Using new technology associated with the study of proteins, or proteomics, scientists at the National Cancer Institute (NCI), part of the National Institutes of Health (NIH), and their colleagues have made a step toward predicting which people with familial adenomatous polyposis (FAP), an inherited condition that often leads to colon cancer, will respond to the prevention drug celecoxib. This study, published in the April 15, 2004, issue of the journal Cancer Research, is the first to report using proteomics techniques to find a possible predictor of response in a chemoprevention trial.
Iqbal U. Ali, Ph.D., in the NCI Division of Cancer Prevention, and collaborators examined protein patterns among people who had been given celecoxib in a chemoprevention clinical trial in which the drug reduced the number of colon polyps characteristic of patients with FAP. Celecoxib inhibits an enzyme called cyclooxygenase 2, which has been associated with various cancers in addition to colon cancer. These clinical trial results were reported in June 2000 and led to approval by the Food and Drug Administration of celecoxib as a chemoprevention agent for people with FAP.
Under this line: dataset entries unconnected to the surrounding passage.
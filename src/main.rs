//! ScanScope ledger viewer.
//!
//! Loads the settings, opens the persisted scan ledger and prints it. The
//! live session controller lives in `scanscope-session` and is embedded by
//! a frontend that owns the scan engine; this binary does not drive it.

use anyhow::Context;
use scanscope_core::history::{HistoryLedger, JsonFileStore};
use scanscope_core::model::size::{format_count, format_duration, format_size};
use scanscope_core::settings::{settings_path, Settings};
use std::time::Duration;
use tracing_subscriber::EnvFilter;

fn main() -> anyhow::Result<()> {
    // Initialise structured logging; RUST_LOG overrides the default level.
    tracing_subscriber::fmt()
        .with_env_filter(
            EnvFilter::try_from_default_env().unwrap_or_else(|_| EnvFilter::new("info")),
        )
        .with_writer(std::io::stderr)
        .init();

    tracing::info!("ScanScope starting");

    let settings = Settings::load_or_init()
        .with_context(|| format!("loading settings from {}", settings_path().display()))?;
    let data_dir = settings.resolved_data_dir();
    tracing::debug!("Settings: {:?}, data dir {}", settings, data_dir.display());

    let store = JsonFileStore::in_dir(&data_dir);
    let ledger_path = store.path().to_path_buf();
    let mut ledger = HistoryLedger::new(Box::new(store), settings.history_capacity);
    ledger.load();

    if ledger.is_empty() {
        println!("No finished scans recorded in {}", ledger_path.display());
        return Ok(());
    }

    println!("Recent scans ({}):", ledger_path.display());
    for entry in ledger.entries() {
        let finished = entry
            .finished_local()
            .map(|t| t.format("%Y-%m-%d %H:%M").to_string())
            .unwrap_or_else(|| "unknown time".to_string());
        println!(
            "  {}  {:<40} {:>10} in {:>12} files  {}",
            finished,
            entry.root_path,
            format_size(entry.scanned_bytes),
            format_count(entry.scanned_files),
            format_duration(Duration::from_millis(entry.duration_ms)),
        );
    }

    Ok(())
}
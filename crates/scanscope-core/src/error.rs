use std::path::PathBuf;
use thiserror::Error;

#[derive(Error, Debug)]
pub enum CoreError {
    #[error("IO error on {path}: {source}")]
    Io {
        path: PathBuf,
        #[source]
        source: std::io::Error,
    },

    #[error("JSON error: {0}")]
    Json(#[from] serde_json::Error),

    #[error("Unknown engine event: {0}")]
    UnknownEvent(String),
}

impl CoreError {
    pub(crate) fn io(path: impl Into<PathBuf>, source: std::io::Error) -> Self {
        Self::Io {
            path: path.into(),
            source,
        }
    }
}

pub type Result<T> = std::result::Result<T, CoreError>;
/// Display formatting for byte counts, file counts, and scan durations.
///
/// All internal sizes are `u64` bytes and all durations are
/// `std::time::Duration`. Floating point only appears in the returned strings.
use std::time::Duration;

/// Format a byte count into a human-readable string with appropriate unit.
///
/// Binary units (1 KB = 1024 bytes), labelled with the short forms users
/// expect from a disk tool.
pub fn format_size(bytes: u64) -> String {
    const UNITS: [&str; 4] = ["KB", "MB", "GB", "TB"];

    if bytes < 1024 {
        return format!("{bytes} B");
    }
    let mut value = bytes as f64 / 1024.0;
    let mut unit = 0;
    while value >= 1024.0 && unit < UNITS.len() - 1 {
        value /= 1024.0;
        unit += 1;
    }
    // GB and above get an extra digit: 1.25 GB reads better than 1.3 GB.
    if unit >= 2 {
        format!("{value:.2} {}", UNITS[unit])
    } else {
        format!("{value:.1} {}", UNITS[unit])
    }
}

/// Format a file count with thousand separators.
pub fn format_count(count: u64) -> String {
    let digits = count.to_string();
    let mut out = String::with_capacity(digits.len() + digits.len() / 3);
    for (i, ch) in digits.chars().enumerate() {
        if i > 0 && (digits.len() - i) % 3 == 0 {
            out.push(',');
        }
        out.push(ch);
    }
    out
}

/// Format a scan duration as `850 ms`, `12.4 s`, or `3m 07s`.
pub fn format_duration(duration: Duration) -> String {
    let ms = duration.as_millis();
    if ms < 1_000 {
        format!("{ms} ms")
    } else if ms < 60_000 {
        format!("{:.1} s", duration.as_secs_f64())
    } else {
        let secs = duration.as_secs();
        format!("{}m {:02}s", secs / 60, secs % 60)
    }
}

#[cfg(test)]
mod tests {
    use super::*;

    #[test]
    fn sizes_below_one_kilobyte_are_plain_bytes() {
        assert_eq!(format_size(0), "0 B");
        assert_eq!(format_size(512), "512 B");
    }

    #[test]
    fn larger_units_gain_a_digit_from_gigabytes() {
        assert_eq!(format_size(512 * 1024), "512.0 KB");
        assert_eq!(format_size(3 * 1024 * 1024 + 300 * 1024), "3.3 MB");
        assert_eq!(format_size(2_684_354_560), "2.50 GB");
    }

    #[test]
    fn terabytes_is_the_largest_unit() {
        assert_eq!(format_size(1u64 << 50), "1024.00 TB");
    }

    #[test]
    fn counts_are_grouped_in_thousands() {
        assert_eq!(format_count(42), "42");
        assert_eq!(format_count(12_345), "12,345");
        assert_eq!(format_count(100_000_000), "100,000,000");
    }

    #[test]
    fn durations_pick_a_readable_unit() {
        assert_eq!(format_duration(Duration::from_millis(850)), "850 ms");
        assert_eq!(format_duration(Duration::from_millis(12_400)), "12.4 s");
        assert_eq!(format_duration(Duration::from_secs(187)), "3m 07s");
    }
}
/// Backing stores for the scan ledger.
///
/// The ledger is stored as one JSON document under a fixed key. On disk that
/// key is the file name [`HISTORY_FILE_NAME`] inside the data directory.
use crate::{CoreError, Result};
use parking_lot::Mutex;
use std::fs::{self, File};
use std::io::Write;
use std::path::{Path, PathBuf};
use std::sync::Arc;

/// File name of the persisted ledger inside the data directory.
pub const HISTORY_FILE_NAME: &str = "scan-history.json";

/// Raw storage for the serialised ledger.
pub trait HistoryStore {
    /// Return the stored document, or `None` if nothing was ever written.
    fn read(&self) -> Result<Option<String>>;

    /// Replace the stored document.
    fn write(&self, data: &str) -> Result<()>;
}

/// Ledger persisted as a JSON file.
#[derive(Debug, Clone)]
pub struct JsonFileStore {
    path: PathBuf,
}

impl JsonFileStore {
    pub fn new(path: impl Into<PathBuf>) -> Self {
        Self { path: path.into() }
    }

    /// Store at `dir/scan-history.json`.
    pub fn in_dir(dir: &Path) -> Self {
        Self::new(dir.join(HISTORY_FILE_NAME))
    }

    pub fn path(&self) -> &Path {
        &self.path
    }
}

impl HistoryStore for JsonFileStore {
    fn read(&self) -> Result<Option<String>> {
        match fs::read_to_string(&self.path) {
            Ok(data) => Ok(Some(data)),
            Err(e) if e.kind() == std::io::ErrorKind::NotFound => Ok(None),
            Err(e) => Err(CoreError::io(&self.path, e)),
        }
    }

    /// Written to a temp file and renamed over the target so a crash never
    /// leaves a half-written ledger behind.
    fn write(&self, data: &str) -> Result<()> {
        if let Some(parent) = self.path.parent() {
            fs::create_dir_all(parent).map_err(|e| CoreError::io(parent, e))?;
        }

        let temp_path = self.path.with_extension("tmp");
        let mut file = File::create(&temp_path).map_err(|e| CoreError::io(&temp_path, e))?;
        file.write_all(data.as_bytes())
            .and_then(|()| file.sync_all())
            .map_err(|e| CoreError::io(&temp_path, e))?;
        drop(file);

        fs::rename(&temp_path, &self.path).map_err(|e| CoreError::io(&self.path, e))?;
        Ok(())
    }
}

/// In-process store. Clones share the same buffer.
#[derive(Debug, Clone, Default)]
pub struct MemoryStore {
    data: Arc<Mutex<Option<String>>>,
}

impl MemoryStore {
    pub fn new() -> Self {
        Self::default()
    }

    /// Store pre-seeded with `data`.
    pub fn with_data(data: impl Into<String>) -> Self {
        Self {
            data: Arc::new(Mutex::new(Some(data.into()))),
        }
    }

    /// Current contents, for inspection.
    pub fn contents(&self) -> Option<String> {
        self.data.lock().clone()
    }
}

impl HistoryStore for MemoryStore {
    fn read(&self) -> Result<Option<String>> {
        Ok(self.data.lock().clone())
    }

    fn write(&self, data: &str) -> Result<()> {
        *self.data.lock() = Some(data.to_string());
        Ok(())
    }
}

#[cfg(test)]
mod tests {
    use super::*;
    use tempfile::TempDir;

    #[test]
    fn missing_file_reads_as_none() {
        let tmp = TempDir::new().unwrap();
        let store = JsonFileStore::in_dir(tmp.path());
        assert_eq!(store.read().unwrap(), None);
    }

    #[test]
    fn write_creates_parent_directories() {
        let tmp = TempDir::new().unwrap();
        let store = JsonFileStore::in_dir(&tmp.path().join("nested").join("dir"));
        store.write("[]").unwrap();
        assert_eq!(store.read().unwrap().as_deref(), Some("[]"));
        assert!(!store.path().with_extension("tmp").exists());
    }

    #[test]
    fn memory_store_clones_share_contents() {
        let store = MemoryStore::new();
        let view = store.clone();
        store.write("[1]").unwrap();
        assert_eq!(view.contents().as_deref(), Some("[1]"));
    }
}
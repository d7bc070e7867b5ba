use thiserror::Error;

/// Precondition failures of the user-facing session actions.
#[derive(Error, Debug, Clone, PartialEq, Eq)]
pub enum SessionError {
    #[error("No path selected to scan")]
    EmptyRoot,

    #[error("No active scan to cancel")]
    NoActiveSession,
}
Not everyone in the 2000 study taking celecoxib experienced polyp reduction, however. Ali's group, employing a new proteomics technique, was able to distinguish the people who responded to the drug from those who did not.
Ali's laboratory used serum from the blood of 55 people who had participated in the celecoxib prevention trial. Serum contains tens of thousands of proteins. Using a specialized form of mass spectroscopy as a proteomics tool, the patients' proteins were separated and reported as a series of peaks. The pattern of protein peaks can be used to differentiate groups of patients.